Photodynamic effect in medulloblastoma: downregulation of matrix metalloproteinases and human telomerase reverse transcriptase expressions

Abstract

Tumor invasion and immortality are the most unfavorable drawbacks after cancer treatment. In this study, we focus on determining the photodynamic modulation of the proteolytic enzymes, matrix metalloproteinases (MMP); and a core catalytic subunit of telomerase, the human telomerase reverse transcriptase (hTERT) in medulloblastoma (MED) cell line (TE-671).
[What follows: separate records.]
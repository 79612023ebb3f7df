use tether_core::errors::EngineError;
use tether_core::frames::ServerFrame;
use tether_core::ids::SessionId;
use tether_core::message::{ChatMessage, DeliveryStatus, Role, Sender};
use tether_store::ChatStore;

/// What applying a frame asked of the caller.
#[derive(Clone, Debug, PartialEq, Eq)]
pub enum FrameOutcome {
    /// Store mutations applied; nothing else to do.
    Applied,
    /// Frame belonged to no resolvable stream and was dropped.
    Ignored,
    /// A turn finished; the caller should refresh this session's summary
    /// through the backend.
    SessionRefresh(SessionId),
}

#[derive(Clone, Debug, thiserror::Error)]
pub enum ProtocolError {
    #[error("unrecognized frame type")]
    UnknownFrame,
}

/// Apply one inbound frame to the store. Pure dispatch: every branch is a
/// store mutation, and the function never performs I/O.
///
/// Frames name their session explicitly or inherit the channel's active
/// stream. A frame naming a different session than the active stream belongs
/// to a turn the user already navigated away from and is dropped. A frame
/// naming a session while no stream is active still lands in that session's
/// ledger; background delivery is intentional.
pub fn apply_frame(
    store: &mut ChatStore,
    frame: ServerFrame,
) -> Result<FrameOutcome, ProtocolError> {
    if matches!(frame, ServerFrame::Unknown) {
        return Err(ProtocolError::UnknownFrame);
    }

    let Some(target) = resolve_session(store, &frame) else {
        return Ok(FrameOutcome::Ignored);
    };

    match frame {
        ServerFrame::Message {
            id,
            agent_id,
            agent_name,
            content,
            timestamp,
            ..
        } => {
            let message = ChatMessage {
                id,
                session_id: target.clone(),
                sender: Sender::Agent,
                role: Role::Assistant,
                content,
                created_at: timestamp.unwrap_or_else(chrono::Utc::now),
                // Pending finalization by a later completion frame.
                status: DeliveryStatus::Sent,
                is_streaming: true,
                sequence: None,
                agent_id,
                agent_name,
                feedback: None,
                error: None,
            };
            store.upsert_message(message);
            store.mark_latest_pending_user_message(&target, DeliveryStatus::Delivered);
            store.clear_typing();
            Ok(FrameOutcome::Applied)
        }

        ServerFrame::Typing { data, .. } => {
            if data.is_typing {
                store.set_typing(data.agent_name);
            } else {
                store.clear_typing();
            }
            Ok(FrameOutcome::Applied)
        }

        ServerFrame::StreamChunk {
            message_id,
            chunk,
            agent_id,
            agent_name,
            ..
        } => {
            store.append_stream_chunk(&target, &message_id, &chunk, agent_id, agent_name);
            Ok(FrameOutcome::Applied)
        }

        ServerFrame::MessageCompleted { message_id, .. } => {
            store.finalize_stream_message(&target, &message_id);
            store.mark_latest_pending_user_message(&target, DeliveryStatus::Delivered);
            store.clear_typing();
            if store.active_stream() == Some(&target) {
                store.set_active_stream(None);
            }
            Ok(FrameOutcome::SessionRefresh(target))
        }

        ServerFrame::Error { data, .. } => {
            store.mark_latest_pending_user_message(&target, DeliveryStatus::Error);
            store.clear_typing();
            if store.active_stream() == Some(&target) {
                store.set_active_stream(None);
            }
            let message = data
                .message
                .unwrap_or_else(|| "agent reported an error".to_string());
            store.report_error(&EngineError::WebsocketMessageError(message));
            Ok(FrameOutcome::Applied)
        }

        ServerFrame::Unknown => unreachable!("handled above"),
    }
}

fn resolve_session(store: &ChatStore, frame: &ServerFrame) -> Option<SessionId> {
    match (frame.session_id(), store.active_stream()) {
        (Some(named), Some(marked)) if named == marked => Some(named.clone()),
        // A stream the user has since navigated away from.
        (Some(_), Some(_)) => None,
        (Some(named), None) => Some(named.clone()),
        (None, Some(marked)) => Some(marked.clone()),
        (None, None) => None,
    }
}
Hexvix (ALA-H) mediated photodynamic therapy (PDT) demonstrated greater efficacy than 5-aminolevulinic acid (5-ALA) in terms of drug uptake and anti-proliferative effect. Both MMP-2 and hTERT expression are down-regulated quantitatively using ELISA and reverse-transcriptase-PCR (RT-PCR) respectively at post-treatment for this cell line. The MMP-9 expression remains unchanged after treatment. Further, there is a statistically significant inhibition of cell migration at 24 h post-ALA-H-PDT at LD₅₀ (0.01 mM, 2 J cm^–2; p < 0.001) in MED TE-671 cells. Evidently, MMP-2 and hTERT mRNA expressions can be the targets for the photodynamic intervention on tumor cell migration and immortality. Hence, PDT may be an alternate cancer regime for medulloblastoma.